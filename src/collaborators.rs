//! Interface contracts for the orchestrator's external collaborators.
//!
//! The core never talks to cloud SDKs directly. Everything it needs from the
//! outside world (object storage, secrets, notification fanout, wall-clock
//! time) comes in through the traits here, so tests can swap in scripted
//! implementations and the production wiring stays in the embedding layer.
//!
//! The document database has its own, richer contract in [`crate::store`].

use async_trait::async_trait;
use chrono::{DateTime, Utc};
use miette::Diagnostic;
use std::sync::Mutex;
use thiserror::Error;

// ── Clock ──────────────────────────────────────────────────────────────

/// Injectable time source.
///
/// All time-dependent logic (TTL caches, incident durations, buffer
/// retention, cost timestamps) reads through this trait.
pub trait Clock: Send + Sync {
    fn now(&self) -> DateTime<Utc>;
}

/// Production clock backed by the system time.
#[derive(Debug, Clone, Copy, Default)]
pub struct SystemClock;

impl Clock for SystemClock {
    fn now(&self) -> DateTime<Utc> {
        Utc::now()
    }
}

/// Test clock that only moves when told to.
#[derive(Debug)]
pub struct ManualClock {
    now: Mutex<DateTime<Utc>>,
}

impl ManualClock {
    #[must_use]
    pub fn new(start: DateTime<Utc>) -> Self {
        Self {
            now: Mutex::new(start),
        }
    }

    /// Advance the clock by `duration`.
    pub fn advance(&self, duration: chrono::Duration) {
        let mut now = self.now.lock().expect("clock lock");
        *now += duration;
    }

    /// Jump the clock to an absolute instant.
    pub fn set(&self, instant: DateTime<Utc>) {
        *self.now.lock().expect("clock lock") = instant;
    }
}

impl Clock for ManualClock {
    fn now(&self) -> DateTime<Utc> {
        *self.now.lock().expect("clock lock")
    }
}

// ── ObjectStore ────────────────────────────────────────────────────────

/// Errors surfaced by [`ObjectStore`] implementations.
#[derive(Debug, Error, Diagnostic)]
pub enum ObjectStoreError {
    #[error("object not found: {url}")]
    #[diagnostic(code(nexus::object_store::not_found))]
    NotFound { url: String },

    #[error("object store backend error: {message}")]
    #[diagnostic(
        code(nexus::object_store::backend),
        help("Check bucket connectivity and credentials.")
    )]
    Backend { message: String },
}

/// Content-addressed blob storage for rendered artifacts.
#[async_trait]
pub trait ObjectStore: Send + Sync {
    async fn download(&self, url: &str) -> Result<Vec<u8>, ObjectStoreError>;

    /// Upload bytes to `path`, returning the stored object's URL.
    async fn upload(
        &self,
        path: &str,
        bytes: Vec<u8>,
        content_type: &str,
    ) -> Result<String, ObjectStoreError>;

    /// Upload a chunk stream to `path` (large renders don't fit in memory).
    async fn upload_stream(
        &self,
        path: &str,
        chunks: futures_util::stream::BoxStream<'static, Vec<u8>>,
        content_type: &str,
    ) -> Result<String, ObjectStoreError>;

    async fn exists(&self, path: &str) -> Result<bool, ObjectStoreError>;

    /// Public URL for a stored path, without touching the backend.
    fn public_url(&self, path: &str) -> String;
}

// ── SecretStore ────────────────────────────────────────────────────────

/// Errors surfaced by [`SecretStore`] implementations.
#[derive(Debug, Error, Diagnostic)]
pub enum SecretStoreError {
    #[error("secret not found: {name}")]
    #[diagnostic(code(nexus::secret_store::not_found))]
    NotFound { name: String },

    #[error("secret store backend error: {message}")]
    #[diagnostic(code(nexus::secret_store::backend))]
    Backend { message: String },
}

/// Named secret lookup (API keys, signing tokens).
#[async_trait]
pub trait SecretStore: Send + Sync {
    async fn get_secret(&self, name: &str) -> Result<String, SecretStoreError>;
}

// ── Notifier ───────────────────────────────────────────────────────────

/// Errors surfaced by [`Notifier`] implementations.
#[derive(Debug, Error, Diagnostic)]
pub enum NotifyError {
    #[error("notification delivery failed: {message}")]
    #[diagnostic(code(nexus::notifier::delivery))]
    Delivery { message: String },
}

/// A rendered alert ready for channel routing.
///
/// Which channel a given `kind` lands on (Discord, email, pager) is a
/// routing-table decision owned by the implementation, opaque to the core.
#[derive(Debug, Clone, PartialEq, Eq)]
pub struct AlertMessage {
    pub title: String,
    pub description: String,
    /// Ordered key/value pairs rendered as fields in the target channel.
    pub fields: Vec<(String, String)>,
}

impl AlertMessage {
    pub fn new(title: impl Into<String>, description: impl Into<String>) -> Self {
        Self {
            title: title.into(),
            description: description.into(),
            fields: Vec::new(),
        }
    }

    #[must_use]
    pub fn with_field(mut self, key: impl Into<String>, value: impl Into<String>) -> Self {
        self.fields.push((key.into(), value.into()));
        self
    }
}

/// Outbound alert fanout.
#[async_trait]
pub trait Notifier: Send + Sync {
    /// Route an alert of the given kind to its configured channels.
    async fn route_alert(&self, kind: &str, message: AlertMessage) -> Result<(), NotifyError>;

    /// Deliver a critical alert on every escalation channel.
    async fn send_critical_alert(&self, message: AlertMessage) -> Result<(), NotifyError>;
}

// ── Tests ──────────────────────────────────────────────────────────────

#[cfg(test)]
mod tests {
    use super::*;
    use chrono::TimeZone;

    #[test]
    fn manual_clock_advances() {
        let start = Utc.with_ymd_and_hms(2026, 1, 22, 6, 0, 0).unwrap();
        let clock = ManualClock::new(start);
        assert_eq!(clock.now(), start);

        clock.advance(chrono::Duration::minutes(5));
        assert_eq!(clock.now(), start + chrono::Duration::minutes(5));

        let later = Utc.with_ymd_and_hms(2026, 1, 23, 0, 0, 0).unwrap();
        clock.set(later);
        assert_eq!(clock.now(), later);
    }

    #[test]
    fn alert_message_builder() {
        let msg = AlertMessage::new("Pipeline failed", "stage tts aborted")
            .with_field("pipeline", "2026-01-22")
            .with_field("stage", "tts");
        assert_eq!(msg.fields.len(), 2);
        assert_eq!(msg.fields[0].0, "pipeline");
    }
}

---+---

> **WHAT THE TASK REQUIRES**:
Copy each line of the listing above that contains the word "minutes".

> **YOUR RESPONSE**:
        clock.advance(chrono::Duration::minutes(5));
        assert_eq!(clock.now(), start + chrono::Duration::minutes(5));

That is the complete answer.